Pemulihan Pascabencana, LKK NU Latih 108 Relawan Psikososial di Aceh

Lembaga Kemaslahatan Keluarga Pengurus Besar Nahdlatul Ulama (LKK PB NU) bekerja sama dengan Kementerian Agama Republik Indonesia melatih sebanyak 108 relawan pendampingan psikososial di Aceh. Pelatihan ini menyasar tiga wilayah yang terdampak bencana hidrometeorologi, yakni Pidie Jaya, Aceh Utara, dan Bireuen, yang berlangsung pada 5–7 Januari 2026.

Kegiatan diawali di Kabupaten Pidie Jaya dengan melibatkan 36 peserta dari unsur penyuluh agama, penghulu, guru, serta relawan NU. Selanjutnya pelatihan serupa dilaksanakan di Aceh Utara dan Kabupaten Bireuen. Para relawan dibekali kemampuan dasar pendampingan psikososial untuk mendukung pemulihan mental dan sosial para penyintas bencana.

Usai pelatihan, tim psikososial langsung melakukan pendampingan ke sejumlah lokasi pengungsian, sekolah, serta wilayah terdampak bencana. Relawan yang telah dilatih diarahkan untuk melaksanakan pendampingan psikososial di masing-masing objek binaan di daerahnya.

Kehadiran Tim LKK PB NU bersama para instruktur nasional psikososial disambut Ketua LKK PW NU Aceh, H Khalid Wardana, SAg, MSi. Selain itu, tim juga melakukan pertemuan dengan Ketua PW NU Aceh, Tgk H Faisal Ali, sebagai bentuk koordinasi dan penguatan sinergi kelembagaan.

Adapun narasumber dalam kegiatan ini berasal dari LKK PB NU dan Kementerian Agama RI, yakni Ratu Dian Hatifa, Nailatin Fauziyah (psikolog), Chairunnisa (psikolog), Nurmey Nurul Haq (psikolog), serta Sugeng Widodo atau yang akrab disapa Paman Dodo selaku instruktur Keluarga Sakinah.

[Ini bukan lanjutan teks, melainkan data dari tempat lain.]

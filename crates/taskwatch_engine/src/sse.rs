//! Incremental decoder for `text/event-stream` bodies.
//!
//! Bytes are buffered until a full line is available, so multi-byte
//! characters split across network chunks decode correctly.

const BOM: &[u8] = b"\xEF\xBB\xBF";

/// A parsed server-sent event.
#[derive(Debug, Clone, PartialEq, Eq)]
pub struct SseEvent {
    /// Event type (from "event:" field, defaults to "message").
    pub event: String,
    /// Event data (from "data:" field(s), joined with newlines).
    pub data: String,
    /// Last event ID (from "id:" field).
    pub id: Option<String>,
}

impl Default for SseEvent {
    fn default() -> Self {
        Self {
            event: "message".to_string(),
            data: String::new(),
            id: None,
        }
    }
}

#[derive(Debug, Default)]
pub struct SseParser {
    buffer: Vec<u8>,
    current: SseEvent,
    has_data: bool,
    bom_checked: bool,
}

impl SseParser {
    pub fn new() -> Self {
        Self::default()
    }

    /// Feed a chunk of the body and return every event it completed.
    pub fn feed(&mut self, chunk: &[u8]) -> Vec<SseEvent> {
        self.buffer.extend_from_slice(chunk);
        let mut events = Vec::new();

        if !self.bom_checked && !self.buffer.is_empty() {
            if self.buffer.len() < BOM.len() && BOM.starts_with(&self.buffer) {
                return events;
            }
            self.bom_checked = true;
            if self.buffer.starts_with(BOM) {
                self.buffer.drain(..BOM.len());
            }
        }

        let mut start = 0usize;
        while let Some(rel_pos) = memchr::memchr2(b'\r', b'\n', &self.buffer[start..]) {
            let pos = start + rel_pos;
            let next_start = if self.buffer[pos] == b'\n' {
                pos + 1
            } else if pos + 1 < self.buffer.len() {
                if self.buffer[pos + 1] == b'\n' {
                    pos + 2
                } else {
                    pos + 1
                }
            } else {
                // CR at the end of the buffer: wait to see whether LF follows.
                break;
            };

            let line = String::from_utf8_lossy(&self.buffer[start..pos]).into_owned();
            start = next_start;

            if line.is_empty() {
                if let Some(event) = self.dispatch() {
                    events.push(event);
                }
            } else {
                self.process_line(&line);
            }
        }

        self.buffer.drain(..start);
        events
    }

    /// Flush a trailing event when the body ends without a blank line.
    pub fn flush(&mut self) -> Option<SseEvent> {
        if !self.buffer.is_empty() {
            let rest = std::mem::take(&mut self.buffer);
            let line = String::from_utf8_lossy(&rest);
            let line = line.trim_end_matches('\r');
            if !line.is_empty() {
                self.process_line(line);
            }
        }
        self.dispatch()
    }

    fn process_line(&mut self, line: &str) {
        if line.starts_with(':') {
            // Comment, used by servers as keep-alive.
            return;
        }
        let (field, value) = match line.split_once(':') {
            Some((field, value)) => (field, value.strip_prefix(' ').unwrap_or(value)),
            None => (line, ""),
        };
        match field {
            "event" => self.current.event = value.to_string(),
            "data" => {
                self.current.data.push_str(value);
                self.current.data.push('\n');
                self.has_data = true;
            }
            "id" => {
                if !value.contains('\0') {
                    self.current.id = Some(value.to_string());
                }
            }
            _ => {}
        }
    }

    fn dispatch(&mut self) -> Option<SseEvent> {
        let mut event = std::mem::take(&mut self.current);
        let had_data = std::mem::replace(&mut self.has_data, false);
        if !had_data {
            return None;
        }
        if event.data.ends_with('\n') {
            event.data.pop();
        }
        if event.event.is_empty() {
            event.event = "message".to_string();
        }
        Some(event)
    }
}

Ketua LKK NU Aceh, H Khalid Wardana, menyampaikan apresiasi yang tinggi atas terselenggaranya program pendampingan psikososial bagi para korban bencana. Menurutnya, dukungan ini menjadi modal awal agar para penyintas merasa diterima, tidak sendiri, dan memiliki semangat untuk bangkit dari keterpurukan pascabencana.

“Jika melihat kondisi riil di lapangan, tentu dibutuhkan proses yang panjang agar masyarakat bisa kembali pulih secara normal, termasuk menata kembali pranata sosial yang sempat hilang,” ujar Khalid.

Ia menambahkan, melalui program psikososial ini diharapkan potensi korban, keluarga, dan masyarakat dapat kembali diperkuat, baik secara individu maupun kolektif. Dengan demikian, para penyintas mampu berfungsi secara optimal, memiliki ketangguhan dalam menghadapi persoalan, serta menjadi lebih berdaya dan produktif di masa depan.